Court of Appeal of California, Second District, Division One
Jun 22, 1953
118 Cal.App.2d 596 (Cal. Ct. App. 1953)

Summary

In City of Long Beach v. Lakewood Park (1953) 118 Cal.App.2d 596 [ 258 P.2d 538], a transfer was obtained in an eminent domain action by a corporate owner of the land.

Summary of this case from Westinghouse Electric Corp. v. Superior Court

Opinion

Docket No. 19432.

June 22, 1953.

APPEAL from an order of the Superior Court of Los Angeles County granting motion for transfer of proceedings in eminent domain to another county. Stanley N. Barnes, Judge. Affirmed.

Irving M. Smith, City Attorney, and Joseph B. Lamb, Assistant City Attorney, for Appellant.
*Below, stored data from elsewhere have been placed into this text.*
use criterion::{criterion_group, criterion_main, Criterion};
use powchain_core::{constants::GENESIS_PROOF, mine::search_parallel, pow, Block, Transaction};
use std::hint::black_box;

fn bench_pow(c: &mut Criterion) {
    c.bench_function("search_from_genesis", |b| {
        b.iter(|| pow::search(black_box(GENESIS_PROOF)))
    });

    c.bench_function("search_parallel_from_genesis", |b| {
        b.iter(|| search_parallel(black_box(GENESIS_PROOF)))
    });

    c.bench_function("validate", |b| {
        b.iter(|| pow::validate(black_box(GENESIS_PROOF), black_box(8862)))
    });
}

fn bench_hash(c: &mut Criterion) {
    let txs: Vec<Transaction> = (0..10)
        .map(|i| Transaction::new(format!("alice-{i}"), "bob", f64::from(i)))
        .collect();
    let block = Block::new(2, txs, 8862, "1");

    c.bench_function("hash_block_10_txs", |b| b.iter(|| black_box(&block).hash()));
}

criterion_group!(benches, bench_pow, bench_hash);
criterion_main!(benches);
Spray, Gould Bowers for Respondents.


Plaintiff appeals from an order made under section 394 of the Code of Civil Procedure granting a motion by certain defendants to transfer its proceedings in eminent domain to another county. The suit was filed in Los Angeles County, where the property is located, and by this order was transferred to Orange County.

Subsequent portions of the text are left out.